Tax Tips

Pay taxes online

Instead of writing a check to the U.S. Treasury and mailing it, use an online payment option to simplify the payment process. Your choices:

  • Sign up for EFTPS.gov. This free option lets you transfer funds from your bank account to the government. You can schedule tax payments in advance of the payment date.
  • Charge taxes to a major credit or debit card. The government doesn’t charge you for using this payment method, but the IRS-approved service provider does. Find costs at www.irs.gov/uac/Pay-Taxes-by-Credit-or-Debit-Card.
Real Estate Professionals: Track Your Activities

To be treated as a real estate professional so that you can deduct your losses from rental real estate despite the limitation of the passive activity loss (PAL) rules, you must meet 2 requirements:

  • Perform more than 750 hours of services during the taxable year in real property trades or businesses in which you materially participate.
  • More than one half of the personal services performed in trades or businesses by you during such taxable year are performed in real property trades or businesses in which you materially participate.

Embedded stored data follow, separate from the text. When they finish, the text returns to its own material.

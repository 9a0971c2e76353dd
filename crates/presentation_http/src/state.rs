//! Application state shared across handlers

use std::sync::Arc;

use application::{HealthService, SubmissionService};
use infrastructure::AppConfig;

/// Shared application state
#[derive(Clone)]
pub struct AppState {
    /// Intake and delivery of form submissions
    pub submission_service: Arc<SubmissionService>,
    /// Dependency probes for readiness
    pub health_service: Arc<HealthService>,
    /// Application configuration
    pub config: Arc<AppConfig>,
}

impl AppState {
    /// Whether responses may carry diagnostics
    #[must_use]
    pub fn expose_diagnostics(&self) -> bool {
        !self.config.is_production()
    }
}

impl std::fmt::Debug for AppState {
    fn fmt(&self, f: &mut std::fmt::Formatter<'_>) -> std::fmt::Result {
        f.debug_struct("AppState")
            .field("environment", &self.config.environment)
            .finish_non_exhaustive()
    }
}
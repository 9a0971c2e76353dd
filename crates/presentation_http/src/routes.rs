//! Route definitions

use axum::{
    Router,
    http::{HeaderName, HeaderValue, Method, header},
    routing::{get, post},
};
use infrastructure::ServerConfig;
use tower_http::{
    cors::{AllowOrigin, Any, CorsLayer},
    limit::RequestBodyLimitLayer,
};
use tracing::warn;

use crate::{
    error::ApiError,
    handlers,
    middleware::RequestIdLayer,
    state::AppState,
};

/// Create the main router with all routes
///
/// Includes request id handling and the body size limit. CORS and access
/// logging are added by the server binary.
pub fn create_router(state: AppState) -> Router {
    let body_limit = state.config.server.max_body_size_json_bytes;

    Router::new()
        // Health and status endpoints
        .route("/health", get(handlers::health::health_check))
        .route("/api/health", get(handlers::health::health_check))
        .route("/ready", get(handlers::health::readiness_check))
        // Form endpoints
        .route(
            "/api/contact",
            get(handlers::submissions::contact_probe).post(handlers::submissions::submit_contact),
        )
        .route(
            "/api/contact/send-message",
            post(handlers::submissions::submit_contact),
        )
        .route(
            "/api/project-consultation",
            post(handlers::submissions::submit_consultation),
        )
        // Development diagnostics
        .route("/api/debug", get(handlers::debug::debug_info))
        .method_not_allowed_fallback(method_not_allowed)
        .fallback(not_found)
        .layer(RequestBodyLimitLayer::new(body_limit))
        .layer(RequestIdLayer::new())
        // Attach state
        .with_state(state)
}

async fn method_not_allowed() -> ApiError {
    ApiError::MethodNotAllowed
}

async fn not_found() -> ApiError {
    ApiError::NotFound
}

/// CORS policy from the server configuration
///
/// An empty origin list or `*` allows any origin.
pub fn cors_layer(config: &ServerConfig) -> CorsLayer {
    let base = CorsLayer::new()
        .allow_methods([Method::GET, Method::POST, Method::OPTIONS])
        .allow_headers([
            header::CONTENT_TYPE,
            header::ACCEPT,
            HeaderName::from_static("x-requested-with"),
            HeaderName::from_static("x-request-id"),
        ])
        .expose_headers([HeaderName::from_static("x-request-id")]);

    if config.allowed_origins.is_empty() || config.allowed_origins.iter().any(|o| o == "*") {
        return base.allow_origin(Any);
    }

    let origins: Vec<HeaderValue> = config
        .allowed_origins
        .iter()
        .filter_map(|origin| match origin.parse() {
            Ok(value) => Some(value),
            Err(_) => {
                warn!(origin = %origin, "Ignoring invalid CORS origin");
                None
            },
        })
        .collect();

    base.allow_origin(AllowOrigin::list(origins))
}
//! Form payload extraction
//!
//! Provides a `FormPayload` extractor that parses the request body into a
//! [`RawSubmission`]. URL-encoded form posts are decoded as form pairs and
//! everything else as JSON. Field validation happens later in the domain
//! validator; this layer only rejects bodies that cannot be decoded at all.

use axum::{
    body::Bytes,
    extract::{FromRequest, Request},
    http::{StatusCode, header},
    response::{IntoResponse, Response},
};
use domain::{RawSubmission, RequestId};
use thiserror::Error;

use crate::error::ApiError;

/// Body rejection
#[derive(Debug, Error)]
pub enum PayloadError {
    #[error("Invalid JSON body: {0}")]
    Malformed(String),
    #[error("Invalid form body: {0}")]
    MalformedForm(String),
    #[error("Request body is too large")]
    TooLarge,
    #[error("Failed to read request body: {0}")]
    Unreadable(String),
}

/// Rejection carrying the request id so the error body can echo it
#[derive(Debug)]
pub struct PayloadRejection {
    error: PayloadError,
    request_id: Option<RequestId>,
}

impl PayloadRejection {
    /// Underlying error
    pub const fn error(&self) -> &PayloadError {
        &self.error
    }
}

impl IntoResponse for PayloadRejection {
    fn into_response(self) -> Response {
        let api_error = match self.error {
            PayloadError::TooLarge => ApiError::PayloadTooLarge,
            other => ApiError::BadRequest(other.to_string()),
        };
        match self.request_id {
            Some(id) => api_error.into_response_for(id),
            None => api_error.into_response(),
        }
    }
}

/// A JSON or URL-encoded request body as an unstructured submission
///
/// JSON is the default: a missing or unknown `Content-Type` is still parsed
/// as JSON, since plain HTML form scripts do not always set it.
#[derive(Debug, Clone, Default)]
pub struct FormPayload(pub RawSubmission);

impl<S> FromRequest<S> for FormPayload
where
    S: Send + Sync,
{
    type Rejection = PayloadRejection;

    async fn from_request(req: Request, state: &S) -> Result<Self, Self::Rejection> {
        let request_id = req.extensions().get::<RequestId>().copied();
        let url_encoded = is_url_encoded(&req);
        let reject = |error| PayloadRejection { error, request_id };

        let bytes = Bytes::from_request(req, state).await.map_err(|e| {
            if e.status() == StatusCode::PAYLOAD_TOO_LARGE {
                reject(PayloadError::TooLarge)
            } else {
                reject(PayloadError::Unreadable(e.body_text()))
            }
        })?;

        if url_encoded {
            let pairs: Vec<(String, String)> = serde_urlencoded::from_bytes(&bytes)
                .map_err(|e| reject(PayloadError::MalformedForm(e.to_string())))?;
            return Ok(Self(RawSubmission::from_form_pairs(pairs)));
        }

        let value: serde_json::Value = serde_json::from_slice(&bytes)
            .map_err(|e| reject(PayloadError::Malformed(e.to_string())))?;

        Ok(Self(RawSubmission::from_json(&value)))
    }
}

const FORM_URLENCODED: &str = "application/x-www-form-urlencoded";

fn is_url_encoded(req: &Request) -> bool {
    req.headers()
        .get(header::CONTENT_TYPE)
        .and_then(|v| v.to_str().ok())
        .and_then(|v| v.split(';').next())
        .is_some_and(|mime| mime.trim().eq_ignore_ascii_case(FORM_URLENCODED))
}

The tax law does not impose any specific recordkeeping rule to qualify as a real estate professional, but a good record is vital. Ideally, according to the Tax Court, “this would be a contemporaneous log or record showing with particularity the amount of time devoted to the rental real estate activity.” Without a good record, you may not convince the IRS or a court of your status.

Sales Tax Holiday for Back-to-School Purchases

If you are getting your child ready now to return to school, you may be able to save sales tax on clothing, school supplies, or other items. Check with your state on whether there is any state sales tax holiday and what it applies to. Find links to your state here (www.taxadmin.org/fta/rate/sales_holiday.html).

High-Income Taxpayer Category Growing

According to the latest statistics, about 3% of all filers are considered to be high-income taxpayers (having adjusted gross income of $200,000 or more). There were nearly 4.3 million such taxpayers reporting this income on 2012 income tax returns.

Source: Statistics of Income Bulletin, Spring 2013 (www.irs.gov/uac/Newsroom/Spring-2013-Statistics-of-Income-Bulletin-Now-Available)

Do Midyear Tax Planning Now

Assess where you stand, taxwise, so you can take actions to favorably impact your tax picture for the year. Possibilities for you:

  • Increasing your retirement plan contributions to lower your taxable income if you can afford to do this.
  • Increasing or decreasing wage withholding and/or estimated tax payments to better match your tax payments with what your tax bill will be.
  • Improving your record keeping for tax-related items, such as charitable contributions.

Not sure what to do? Discuss your personal tax situation with a knowledgeable tax advisor. The sooner you do so, the more actions that will be open to you in order to achieve desired tax results.

What to do with an IRS letter

If you receive a letter from the IRS saying that you made a mistake on your tax return and owe taxes, don’t throw it away. The letter is a correspondence audit and you need to deal with it. Here are three actions you can take after reading it carefully:

  1. If you agree with the IRS position, send in the stated payment and you’re done.
  2. If you don’t agree, contact the IRS (there’s a phone number on the letter). Discuss your objections; you may be able to resolve the matter quickly and close your case.
  3. If you don’t understand the problem, think you won’t be able to deal with the IRS on your own, or are too busy to handle the matter, then contact a tax professional.
Go Mobile to Track Your Refund

Use the IRS’s app—IRS2go—to track your refund and more. The app lets you:

  • Get the latest tax news
  • Watch IRS videos on YouTube
  • Get your tax records

The app is available in English and Spanish. Download the app from the iTunes store for iPhones or from Google Play for Androids.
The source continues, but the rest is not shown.